#### Recorded information:
########
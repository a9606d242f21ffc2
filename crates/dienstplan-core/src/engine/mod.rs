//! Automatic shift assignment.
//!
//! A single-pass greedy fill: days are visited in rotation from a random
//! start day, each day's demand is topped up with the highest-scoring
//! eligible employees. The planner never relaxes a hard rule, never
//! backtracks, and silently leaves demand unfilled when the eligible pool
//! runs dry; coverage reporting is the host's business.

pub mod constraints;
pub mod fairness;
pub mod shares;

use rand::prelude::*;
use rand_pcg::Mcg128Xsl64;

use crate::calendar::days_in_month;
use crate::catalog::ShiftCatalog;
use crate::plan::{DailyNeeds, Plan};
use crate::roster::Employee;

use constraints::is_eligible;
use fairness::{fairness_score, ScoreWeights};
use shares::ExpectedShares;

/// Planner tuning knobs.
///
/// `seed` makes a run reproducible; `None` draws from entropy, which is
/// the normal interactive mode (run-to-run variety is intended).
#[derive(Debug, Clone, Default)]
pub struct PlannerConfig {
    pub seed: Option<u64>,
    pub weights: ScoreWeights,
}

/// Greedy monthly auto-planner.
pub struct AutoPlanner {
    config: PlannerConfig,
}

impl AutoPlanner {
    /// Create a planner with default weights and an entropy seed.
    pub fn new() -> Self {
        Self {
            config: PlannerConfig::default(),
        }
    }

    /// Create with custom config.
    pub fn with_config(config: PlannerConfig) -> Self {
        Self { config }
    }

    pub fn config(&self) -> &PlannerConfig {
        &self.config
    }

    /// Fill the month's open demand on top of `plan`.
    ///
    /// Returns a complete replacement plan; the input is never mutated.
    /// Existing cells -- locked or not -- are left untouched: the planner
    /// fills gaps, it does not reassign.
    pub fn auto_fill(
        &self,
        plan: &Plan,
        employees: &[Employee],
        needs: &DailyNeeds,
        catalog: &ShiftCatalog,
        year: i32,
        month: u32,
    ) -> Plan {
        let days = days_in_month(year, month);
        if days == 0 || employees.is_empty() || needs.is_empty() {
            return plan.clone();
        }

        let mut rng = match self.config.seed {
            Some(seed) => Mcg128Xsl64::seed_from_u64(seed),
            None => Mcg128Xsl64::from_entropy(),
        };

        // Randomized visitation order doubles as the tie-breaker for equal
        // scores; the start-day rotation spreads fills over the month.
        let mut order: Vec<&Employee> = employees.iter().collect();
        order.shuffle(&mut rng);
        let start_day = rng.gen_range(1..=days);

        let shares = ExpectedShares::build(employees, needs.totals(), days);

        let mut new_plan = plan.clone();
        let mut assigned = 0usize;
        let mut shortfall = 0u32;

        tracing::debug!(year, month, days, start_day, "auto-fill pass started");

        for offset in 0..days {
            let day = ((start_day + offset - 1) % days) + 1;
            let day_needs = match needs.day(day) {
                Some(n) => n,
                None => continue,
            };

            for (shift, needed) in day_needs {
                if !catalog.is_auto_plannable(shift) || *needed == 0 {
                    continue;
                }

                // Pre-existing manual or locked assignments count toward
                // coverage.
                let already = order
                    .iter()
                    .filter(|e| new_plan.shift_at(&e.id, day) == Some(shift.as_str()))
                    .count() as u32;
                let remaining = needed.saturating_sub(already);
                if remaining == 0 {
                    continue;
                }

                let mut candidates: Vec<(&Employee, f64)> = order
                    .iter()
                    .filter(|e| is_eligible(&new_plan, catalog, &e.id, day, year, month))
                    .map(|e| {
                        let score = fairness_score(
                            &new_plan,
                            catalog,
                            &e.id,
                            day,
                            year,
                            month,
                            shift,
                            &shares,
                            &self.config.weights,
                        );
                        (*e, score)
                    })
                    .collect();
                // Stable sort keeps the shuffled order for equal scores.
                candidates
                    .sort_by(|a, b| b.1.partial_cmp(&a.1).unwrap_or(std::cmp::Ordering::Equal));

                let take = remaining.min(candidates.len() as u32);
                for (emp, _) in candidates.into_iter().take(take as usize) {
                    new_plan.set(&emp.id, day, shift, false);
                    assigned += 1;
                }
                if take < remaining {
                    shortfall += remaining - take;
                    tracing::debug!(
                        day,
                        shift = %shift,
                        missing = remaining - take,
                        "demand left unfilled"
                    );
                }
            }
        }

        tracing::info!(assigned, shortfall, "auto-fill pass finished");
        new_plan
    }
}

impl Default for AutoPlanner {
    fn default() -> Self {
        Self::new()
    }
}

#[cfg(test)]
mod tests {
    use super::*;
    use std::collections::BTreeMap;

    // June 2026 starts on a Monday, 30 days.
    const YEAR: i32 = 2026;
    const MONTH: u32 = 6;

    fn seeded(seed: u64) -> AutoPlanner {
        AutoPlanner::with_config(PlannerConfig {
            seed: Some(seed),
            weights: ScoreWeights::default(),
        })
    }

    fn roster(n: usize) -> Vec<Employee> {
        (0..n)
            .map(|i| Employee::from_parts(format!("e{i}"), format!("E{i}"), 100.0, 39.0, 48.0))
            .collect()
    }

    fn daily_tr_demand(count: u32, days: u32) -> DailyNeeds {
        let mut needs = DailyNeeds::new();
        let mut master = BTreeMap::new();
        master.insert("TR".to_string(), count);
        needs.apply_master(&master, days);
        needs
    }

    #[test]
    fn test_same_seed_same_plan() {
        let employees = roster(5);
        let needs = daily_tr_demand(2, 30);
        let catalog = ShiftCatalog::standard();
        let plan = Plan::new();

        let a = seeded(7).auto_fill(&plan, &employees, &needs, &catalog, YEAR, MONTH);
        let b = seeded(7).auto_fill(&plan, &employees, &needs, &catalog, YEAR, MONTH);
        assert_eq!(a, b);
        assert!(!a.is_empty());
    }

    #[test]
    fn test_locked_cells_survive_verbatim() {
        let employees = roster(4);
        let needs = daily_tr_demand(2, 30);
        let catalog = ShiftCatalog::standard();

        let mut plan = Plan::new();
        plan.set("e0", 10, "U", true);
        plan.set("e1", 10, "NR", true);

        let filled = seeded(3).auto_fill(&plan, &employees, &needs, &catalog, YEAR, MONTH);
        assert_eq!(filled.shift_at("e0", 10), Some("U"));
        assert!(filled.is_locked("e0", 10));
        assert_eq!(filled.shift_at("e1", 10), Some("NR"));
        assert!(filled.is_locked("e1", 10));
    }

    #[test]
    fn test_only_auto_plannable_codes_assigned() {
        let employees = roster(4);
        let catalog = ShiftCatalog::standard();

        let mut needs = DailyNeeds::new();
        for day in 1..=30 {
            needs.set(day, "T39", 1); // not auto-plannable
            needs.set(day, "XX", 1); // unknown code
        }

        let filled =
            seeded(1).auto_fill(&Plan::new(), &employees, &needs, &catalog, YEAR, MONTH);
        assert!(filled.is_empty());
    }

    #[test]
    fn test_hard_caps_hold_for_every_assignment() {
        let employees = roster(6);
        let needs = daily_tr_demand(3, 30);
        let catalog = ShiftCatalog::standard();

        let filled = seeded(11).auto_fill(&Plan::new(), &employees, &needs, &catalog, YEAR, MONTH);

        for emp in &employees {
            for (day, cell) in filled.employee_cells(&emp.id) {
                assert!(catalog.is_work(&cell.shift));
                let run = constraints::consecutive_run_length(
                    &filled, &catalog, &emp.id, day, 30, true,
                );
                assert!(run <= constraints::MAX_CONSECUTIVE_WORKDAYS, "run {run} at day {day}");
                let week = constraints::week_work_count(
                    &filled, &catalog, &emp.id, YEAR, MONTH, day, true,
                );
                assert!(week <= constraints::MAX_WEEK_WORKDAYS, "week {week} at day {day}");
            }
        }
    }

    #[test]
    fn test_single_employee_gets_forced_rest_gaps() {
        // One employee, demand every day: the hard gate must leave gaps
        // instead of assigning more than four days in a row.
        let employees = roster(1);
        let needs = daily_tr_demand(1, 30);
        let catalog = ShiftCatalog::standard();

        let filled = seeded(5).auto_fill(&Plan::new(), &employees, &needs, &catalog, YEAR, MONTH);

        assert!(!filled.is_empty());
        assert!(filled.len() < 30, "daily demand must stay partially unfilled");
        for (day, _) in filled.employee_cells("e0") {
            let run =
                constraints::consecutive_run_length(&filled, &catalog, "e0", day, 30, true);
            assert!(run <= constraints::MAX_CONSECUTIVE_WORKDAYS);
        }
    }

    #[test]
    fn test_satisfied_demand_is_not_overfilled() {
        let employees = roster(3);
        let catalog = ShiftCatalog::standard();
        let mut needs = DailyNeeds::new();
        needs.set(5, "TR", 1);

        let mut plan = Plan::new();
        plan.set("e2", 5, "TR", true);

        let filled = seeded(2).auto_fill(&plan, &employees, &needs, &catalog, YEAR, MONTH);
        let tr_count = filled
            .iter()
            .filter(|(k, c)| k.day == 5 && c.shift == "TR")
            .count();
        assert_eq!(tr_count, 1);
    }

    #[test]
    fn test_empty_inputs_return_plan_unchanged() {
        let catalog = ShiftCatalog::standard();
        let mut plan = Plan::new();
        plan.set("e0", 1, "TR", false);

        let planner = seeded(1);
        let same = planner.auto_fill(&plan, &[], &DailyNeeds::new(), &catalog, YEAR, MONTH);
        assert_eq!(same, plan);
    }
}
########
#### Assignment:
Exactly as written, reproduce the lines of the data above from the first line through the line where "use rand_pcg::Mcg128Xsl64;" appears.

#### Output:
repository a9606d242f21ffc2
filename crates/dienstplan-core/src/engine/mod.rs
//! Automatic shift assignment.
//!
//! A single-pass greedy fill: days are visited in rotation from a random
//! start day, each day's demand is topped up with the highest-scoring
//! eligible employees. The planner never relaxes a hard rule, never
//! backtracks, and silently leaves demand unfilled when the eligible pool
//! runs dry; coverage reporting is the host's business.

pub mod constraints;
pub mod fairness;
pub mod shares;

use rand::prelude::*;
use rand_pcg::Mcg128Xsl64;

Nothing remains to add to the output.